__WHAT IS BEING ASKED__. Write out the data below exactly, beginning with the first line and ending once the line that has "lifetime of the" is written.

━━━━━━━━

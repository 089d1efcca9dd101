//! Copyright © 2025-2026 Wenze Wei. All Rights Reserved.
//!
//! This file is part of Mx.
//! The Mx project belongs to the Dunimd Team.
//!
//! Licensed under the Apache License, Version 2.0 (the "License");
//! You may not use this file except in compliance with the License.
//! You may obtain a copy of the License at
//!
//!     http://www.apache.org/licenses/LICENSE-2.0
//!
//! Unless required by applicable law or agreed to in writing, software
//! distributed under the License is distributed on an "AS IS" BASIS,
//! WITHOUT WARRANTIES OR CONDITIONS OF ANY KIND, either express or implied.
//! See the License for the specific language governing permissions and
//! limitations under the License.

//! # Aggregation Module
//!
//! An [`MxAggregation`] owns one aggregation response together with the cube
//! it came from and the parameters that produced it, and exposes two lazily
//! computed views:
//!
//! - **Tidy** ([tidy.rs](tidy/index.html)): one row per combination of
//!   dimension members, with every measure value
//! - **Table** ([table.rs](table/index.html)): the tidy rows flattened into
//!   ID/caption columns, property columns and measure columns
//!
//! Both views are computed on first access and kept for the lifetime of the
//! aggregation. The response never changes, so the cached views are never
//! invalidated. Computation failures are returned to the caller and not
//! cached.
//!
//! ## Usage Example
//!
//! ```rust
//! use std::sync::Arc;
//! use mxt::{MxAggregation, MxAggregationResponse, MxCube};
//!
//! let cube = Arc::new(MxCube::from_json_str(cube_json)?);
//! let params = cube.aggregation_params(&["[Date].[Year]"], &[], &["Sales"])?;
//! let response = MxAggregationResponse::from_json_str(body)?;
//!
//! let aggregation = MxAggregation::new(response, cube, params);
//! let table = aggregation.to_table(true)?;
//! println!("{} rows", table.len());
//! ```

pub mod table;
pub mod tidy;

pub use table::{build_table, MxTidyTable};
pub use tidy::{build_tidy, MxTidy, MxTidyRow};

use std::sync::{Arc, OnceLock};

use serde_json::Value;

use crate::cube::MxCube;
use crate::errors::Result;
use crate::params::MxAggregationParams;
use crate::response::{MxAggregationResponse, MxAxis, MxAxisDimension, MxMember};

/// An aggregation result with memoized tidy and table views.
#[derive(Debug)]
pub struct MxAggregation {
    response: MxAggregationResponse,
    cube: Arc<MxCube>,
    params: MxAggregationParams,
    url: Option<String>,
    tidy: OnceLock<MxTidy>,
    table_filtered: OnceLock<MxTidyTable>,
    table_unfiltered: OnceLock<MxTidyTable>,
}

impl MxAggregation {
    /// Wraps a response with the cube and parameters that produced it.
    pub fn new(
        response: MxAggregationResponse,
        cube: impl Into<Arc<MxCube>>,
        params: MxAggregationParams,
    ) -> Self {
        Self {
            response,
            cube: cube.into(),
            params,
            url: None,
            tidy: OnceLock::new(),
            table_filtered: OnceLock::new(),
            table_unfiltered: OnceLock::new(),
        }
    }

    /// Records the URL the response was fetched from.
    pub fn with_url(mut self, url: impl Into<String>) -> Self {
        self.url = Some(url.into());
        self
    }

    /// URL recorded with [`with_url`](Self::with_url), if any.
    pub fn url(&self) -> Option<&str> {
        self.url.as_deref()
    }

    pub fn response(&self) -> &MxAggregationResponse {
        &self.response
    }

    pub fn cube(&self) -> &MxCube {
        &self.cube
    }

    pub fn params(&self) -> &MxAggregationParams {
        &self.params
    }

    /// All response axes, measures first.
    pub fn axes(&self) -> &[MxAxis] {
        &self.response.axes
    }

    pub fn measures(&self) -> &[MxMember] {
        self.response.measures()
    }

    /// Raw values tensor.
    pub fn values(&self) -> &Value {
        &self.response.values
    }

    pub fn axis_dimensions(&self) -> &[MxAxisDimension] {
        &self.response.axis_dimensions
    }

    /// The tidy view, computed on first call.
    pub fn tidy(&self) -> Result<&MxTidy> {
        if let Some(tidy) = self.tidy.get() {
            return Ok(tidy);
        }
        let tidy = build_tidy(&self.response)?;
        Ok(self.tidy.get_or_init(|| tidy))
    }

    /// The table view, computed on first call for each value of
    /// `filter_empty_measures`. Filtering drops rows whose measures are all
    /// null.
    pub fn to_table(&self, filter_empty_measures: bool) -> Result<&MxTidyTable> {
        let cell = if filter_empty_measures {
            &self.table_filtered
        } else {
            &self.table_unfiltered
        };

        if let Some(table) = cell.get() {
            return Ok(table);
        }
        let table = build_table(self.tidy()?, &self.cube, &self.params, filter_empty_measures)?;
        Ok(cell.get_or_init(|| table))
    }
}
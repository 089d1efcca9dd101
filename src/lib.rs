//! Copyright © 2025-2026 Wenze Wei. All Rights Reserved.
//!
//! This file is part of Mx.
//! The Mx project belongs to the Dunimd Team.
//!
//! Licensed under the Apache License, Version 2.0 (the "License");
//! You may not use this file except in compliance with the License.
//! You may obtain a copy of the License at
//!
//!     http://www.apache.org/licenses/LICENSE-2.0
//!
//! Unless required by applicable law or agreed to in writing, software
//! distributed under the License is distributed on an "AS IS" BASIS,
//! WITHOUT WARRANTIES OR CONDITIONS OF ANY KIND, either express or implied.
//! See the License for the specific language governing permissions and
//! limitations under the License.

//! # Mx Core Library
//!
//! Client-side core for consuming multidimensional (OLAP) aggregation
//! results. It parses hierarchical member names and turns axis-indexed
//! aggregation responses into flat, tidy tables.
//!
//! ## Module Overview
//!
//! - **identifier**: Parser and canonical formatting for names such as
//!   `[Date].[Year].[2010]`
//! - **properties**: Resolution of `Dimension.Level.Property` paths and
//!   per-row property lookup
//! - **response**: Typed aggregation response (axes, members, values tensor)
//! - **cube**: Cube metadata (dimensions, hierarchies, levels, measures)
//! - **params**: Aggregation request parameters
//! - **aggregation**: Memoized tidy and table views of a response
//! - **export**: Writing tables as JSONL, JSON or CSV
//!
//! ## Feature Flags
//!
//! - `csv`: CSV export
//! - `full`: Enables all features (default)
//!
//! ## Quick Start
//!
//! ```rust
//! use mxt::{MxAggregation, MxAggregationResponse, MxCube, MxIdentifier};
//!
//! let ident = MxIdentifier::parse("[Customers].[City].&[San Francisco]&CA&USA")?;
//! assert_eq!(ident[2].name(), "&San Francisco&CA&USA");
//!
//! let cube = MxCube::from_json_str(cube_json)?;
//! let params = cube
//!     .aggregation_params(&["[Date].[Year]"], &[], &["Sales"])?
//!     .with_parents(true);
//! let aggregation = MxAggregation::new(MxAggregationResponse::from_json_str(body)?, cube, params);
//! let table = aggregation.to_table(true)?;
//! ```
//!
//! ## Error Handling
//!
//! All operations return `Result<T, MxError>`. Nothing is retried: the crate
//! performs no network I/O, so every error describes bad input data.

pub mod errors;
pub mod identifier;
pub mod properties;
pub mod response;
pub mod cube;
pub mod params;
pub mod aggregation;
pub mod export;

pub use errors::{MxError, Result};
pub use identifier::{MxIdentifier, MxIdentifierParser, MxQuoting, MxSegment};
pub use properties::{
    lookup_property_values, resolve_properties, MxDimensionProperties, MxLevelProperties,
    MxPropertyPath, MxPropertySpec, MxResolvedProperties,
};
pub use response::{
    MxAggregationResponse, MxAncestor, MxAxis, MxAxisDimension, MxMember, MxProperties,
};
pub use cube::{MxCube, MxDimension, MxHierarchy, MxLevel, MxMeasure};
pub use params::MxAggregationParams;
pub use aggregation::{MxAggregation, MxTidy, MxTidyRow, MxTidyTable};
pub use export::{MxOutputFormat, MxTableWriter, MxWriteStats, MxWriterConfig};
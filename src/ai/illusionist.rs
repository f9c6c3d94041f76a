//! The mind gamer: deterministic edge sweeps, reactive strikes beside the
//! player's bomb flags, and noise in between.
//!
//! This is the only policy with cross-turn memory. The memory is a scan
//! direction plus a turns-left counter — coordinates only, never cell
//! references — so boards that re-hide cells between turns simply produce
//! fresh targets. One instance lives per encounter and dies with it.

use std::cmp::Reverse;
use std::collections::BTreeSet;

use rand::rngs::StdRng;
use rand::seq::SliceRandom;
use rand::Rng;

use crate::ai::clues::{no_hidden_sentinel, read_clues};
use crate::ai::DecisionPolicy;
use crate::engine::board::Mark;
use crate::engine::models::{AiKind, Coord, Decision, EnemyState, PlayerState};
use crate::engine::sanitizer::SanitizedBoard;

const REPATTERN_CHANCE: f64 = 0.4;
const REACTIVE_CHANCE: f64 = 0.5;
const NOISE_CHANCE: f64 = 0.3;

/// Deterministic sweep direction over the hidden frontier.
#[derive(Debug, Clone, Copy, PartialEq, Eq)]
pub enum ScanPattern {
    Leftmost,
    Rightmost,
    Topmost,
    Bottommost,
}

const ALL_PATTERNS: [ScanPattern; 4] = [
    ScanPattern::Leftmost,
    ScanPattern::Rightmost,
    ScanPattern::Topmost,
    ScanPattern::Bottommost,
];

impl ScanPattern {
    /// The pattern's current target among the hidden cells.
    fn target(self, hidden: &[Coord]) -> Option<Coord> {
        match self {
            ScanPattern::Leftmost => hidden.iter().copied().min_by_key(|c| (c.col, c.row)),
            ScanPattern::Rightmost => {
                hidden.iter().copied().min_by_key(|c| (Reverse(c.col), c.row))
            }
            ScanPattern::Topmost => hidden.iter().copied().min_by_key(|c| (c.row, c.col)),
            ScanPattern::Bottommost => {
                hidden.iter().copied().min_by_key(|c| (Reverse(c.row), c.col))
            }
        }
    }

    fn label(self) -> &'static str {
        match self {
            ScanPattern::Leftmost => "left",
            ScanPattern::Rightmost => "right",
            ScanPattern::Topmost => "top",
            ScanPattern::Bottommost => "bottom",
        }
    }
}

pub struct IllusionistPolicy {
    pattern: Option<ScanPattern>,
    pattern_turns_left: u32,
}

impl IllusionistPolicy {
    pub fn new() -> Self {
        Self {
            pattern: None,
            pattern_turns_left: 0,
        }
    }

    /// Pin a pattern with a fixed duration. Diagnostics and tests only;
    /// normal play picks patterns on its own.
    pub fn force_pattern(&mut self, pattern: ScanPattern, turns: u32) {
        self.pattern = Some(pattern);
        self.pattern_turns_left = turns;
    }

    fn sweep(&mut self, pattern: ScanPattern, target: Coord) -> Decision {
        self.pattern_turns_left -= 1;
        Decision {
            target,
            reasoning: format!(
                "sweeping the {} edge, {} turns left",
                pattern.label(),
                self.pattern_turns_left
            ),
        }
    }
}

impl Default for IllusionistPolicy {
    fn default() -> Self {
        Self::new()
    }
}

impl DecisionPolicy for IllusionistPolicy {
    fn kind(&self) -> AiKind {
        AiKind::Illusionist
    }

    fn choose_target(
        &mut self,
        view: &SanitizedBoard,
        _enemy: &EnemyState,
        _player: &PlayerState,
        rng: &mut StdRng,
    ) -> Decision {
        let hidden = view.hidden_cells();
        if hidden.is_empty() {
            return no_hidden_sentinel();
        }

        // Keep walking an active pattern.
        if self.pattern_turns_left > 0 {
            if let Some(pattern) = self.pattern {
                match pattern.target(&hidden) {
                    Some(target) => return self.sweep(pattern, target),
                    None => {
                        self.pattern = None;
                        self.pattern_turns_left = 0;
                    }
                }
            }
        } else if self.pattern.is_none() || rng.gen_bool(REPATTERN_CHANCE) {
            // Commit to a new sweep; picking it already consumes one step.
            let pattern = *ALL_PATTERNS
                .choose(rng)
                .unwrap_or(&ScanPattern::Leftmost);
            self.pattern = Some(pattern);
            self.pattern_turns_left = rng.gen_range(2..=4);
            if let Some(target) = pattern.target(&hidden) {
                return self.sweep(pattern, target);
            }
            self.pattern = None;
            self.pattern_turns_left = 0;
        }

        // React to the player's bomb flags.
        let near_bombs: Vec<Coord> = {
            let set: BTreeSet<Coord> = view
                .coords()
                .filter(|&c| view.get(c).mark == Some(Mark::BombSuspect))
                .flat_map(|c| view.neighbors(c))
                .filter(|&n| !view.get(n).is_revealed)
                .collect();
            set.into_iter().collect()
        };
        if !near_bombs.is_empty() && rng.gen_bool(REACTIVE_CHANCE) {
            if let Some(&target) = near_bombs.choose(rng) {
                return Decision {
                    target,
                    reasoning: format!(
                        "striking ({}, {}) beside one of your bomb flags",
                        target.row, target.col
                    ),
                };
            }
        }

        // Pure noise.
        if rng.gen_bool(NOISE_CHANCE) {
            if let Some(&target) = hidden.choose(rng) {
                return Decision {
                    target,
                    reasoning: format!("an unpredictable jab at ({}, {})", target.row, target.col),
                };
            }
        }

        // Opportunistic: jittered clue-total chasing, first max in scan order.
        let clues = read_clues(view);
        let mut best: Option<(Coord, f64)> = None;
        for &cell in &hidden {
            let clue_sum: f64 = clues
                .iter()
                .filter(|c| c.touches(cell))
                .map(|c| c.total as f64)
                .sum();
            let score = rng.gen_range(0.0..0.5) + 0.1 * clue_sum;
            match best {
                Some((_, b)) if score <= b => {}
                _ => best = Some((cell, score)),
            }
        }
        match best {
            Some((target, _)) => Decision {
                target,
                reasoning: format!("following the richest clues to ({}, {})", target.row, target.col),
            },
            None => no_hidden_sentinel(),
        }
    }
}

#[cfg(test)]
mod tests {
    use super::*;
    use crate::engine::board::{Board, Cell, CellKind};
    use crate::engine::sanitizer::sanitize;
    use rand::SeedableRng;

    fn enemy() -> EnemyState {
        EnemyState {
            archetype: "mind_gamer".into(),
            hp: 26,
            max_hp: 26,
            armor: 2,
            fury: 0,
            fury_threshold: 7,
        }
    }

    fn all_hidden(rows: usize, cols: usize) -> Board {
        Board::from_cells(vec![vec![Cell::hidden(CellKind::Empty); cols]; rows])
    }

    #[test]
    fn test_pattern_targets() {
        let hidden = vec![
            Coord::new(0, 2),
            Coord::new(1, 0),
            Coord::new(1, 2),
            Coord::new(2, 1),
        ];
        assert_eq!(ScanPattern::Leftmost.target(&hidden), Some(Coord::new(1, 0)));
        assert_eq!(ScanPattern::Rightmost.target(&hidden), Some(Coord::new(0, 2)));
        assert_eq!(ScanPattern::Topmost.target(&hidden), Some(Coord::new(0, 2)));
        assert_eq!(
            ScanPattern::Bottommost.target(&hidden),
            Some(Coord::new(2, 1))
        );
    }

    #[test]
    fn test_forced_pattern_walks_monotonically() {
        let mut board = all_hidden(4, 4);
        let mut policy = IllusionistPolicy::new();
        policy.force_pattern(ScanPattern::Topmost, 3);
        let mut rng = StdRng::seed_from_u64(1);

        let mut last: Option<Coord> = None;
        let mut picks = Vec::new();
        for _ in 0..3 {
            let view = sanitize(&board);
            let d = policy.choose_target(&view, &enemy(), &PlayerState::default(), &mut rng);
            if let Some(prev) = last {
                assert!(
                    (d.target.row, d.target.col) > (prev.row, prev.col),
                    "topmost sweep must advance in (row, col) order"
                );
            }
            last = Some(d.target);
            picks.push(d.target);
            board.reveal(d.target);
            assert!(d.reasoning.contains("sweeping"));
        }

        // Pattern exhausted; the 4th move targets a still-hidden cell, so
        // it cannot repeat any of the swept ones.
        let view = sanitize(&board);
        let d = policy.choose_target(&view, &enemy(), &PlayerState::default(), &mut rng);
        assert!(!picks.contains(&d.target));
    }

    #[test]
    fn test_first_call_always_sets_a_pattern() {
        // No pattern on a fresh instance: the first decision must come from
        // a sweep regardless of rng.
        for seed in 0..30 {
            let board = all_hidden(3, 3);
            let view = sanitize(&board);
            let mut policy = IllusionistPolicy::new();
            let mut rng = StdRng::seed_from_u64(seed);
            let d = policy.choose_target(&view, &enemy(), &PlayerState::default(), &mut rng);
            assert!(d.reasoning.contains("sweeping"), "got: {}", d.reasoning);
            // A corner, whichever direction was drawn.
            assert!(
                (d.target.row == 0 || d.target.row == 2)
                    || (d.target.col == 0 || d.target.col == 2)
            );
        }
    }

    #[test]
    fn test_reactive_step_hits_bomb_neighborhood() {
        // Exhausted pattern + rng that declines a re-pattern can strike
        // beside the bomb flag; verify every such strike is adjacent to it.
        let mut board = all_hidden(5, 5);
        board.set_mark(Coord::new(2, 2), Some(Mark::BombSuspect));
        let view = sanitize(&board);

        let mut reactive_seen = false;
        for seed in 0..200 {
            let mut policy = IllusionistPolicy::new();
            // Simulate an exhausted pattern so step one is skipped.
            policy.force_pattern(ScanPattern::Leftmost, 0);
            let mut rng = StdRng::seed_from_u64(seed);
            let d = policy.choose_target(&view, &enemy(), &PlayerState::default(), &mut rng);
            if d.reasoning.contains("bomb") {
                reactive_seen = true;
                assert!(crate::engine::board::adjacent(d.target, Coord::new(2, 2)));
            }
        }
        assert!(reactive_seen, "reactive branch never fired across 200 seeds");
    }

    #[test]
    fn test_zero_hidden_returns_sentinel() {
        let mut board = all_hidden(2, 2);
        for c in [
            Coord::new(0, 0),
            Coord::new(0, 1),
            Coord::new(1, 0),
            Coord::new(1, 1),
        ] {
            board.reveal(c);
        }
        let view = sanitize(&board);
        let mut policy = IllusionistPolicy::new();
        let mut rng = StdRng::seed_from_u64(0);
        let d = policy.choose_target(&view, &enemy(), &PlayerState::default(), &mut rng);
        assert_eq!(d.target, Coord::new(0, 0));
        assert!(d.reasoning.contains("resolved board"));
    }
}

━━━━━━━━

__ANSWER TO THE PROBLEM__.
repository 089d1efcca9dd101
//! Copyright © 2025-2026 Wenze Wei. All Rights Reserved.
//!
//! This file is part of Mx.
//! The Mx project belongs to the Dunimd Team.
//!
//! Licensed under the Apache License, Version 2.0 (the "License");
//! You may not use this file except in compliance with the License.
//! You may obtain a copy of the License at
//!
//!     http://www.apache.org/licenses/LICENSE-2.0
//!
//! Unless required by applicable law or agreed to in writing, software
//! distributed under the License is distributed on an "AS IS" BASIS,
//! WITHOUT WARRANTIES OR CONDITIONS OF ANY KIND, either express or implied.
//! See the License for the specific language governing permissions and
//! limitations under the License.

//! # Aggregation Module
//!
//! An [`MxAggregation`] owns one aggregation response together with the cube
//! it came from and the parameters that produced it, and exposes two lazily
//! computed views:
//!
//! - **Tidy** ([tidy.rs](tidy/index.html)): one row per combination of
//!   dimension members, with every measure value
//! - **Table** ([table.rs](table/index.html)): the tidy rows flattened into
//!   ID/caption columns, property columns and measure columns
//!
//! Both views are computed on first access and kept for the lifetime of the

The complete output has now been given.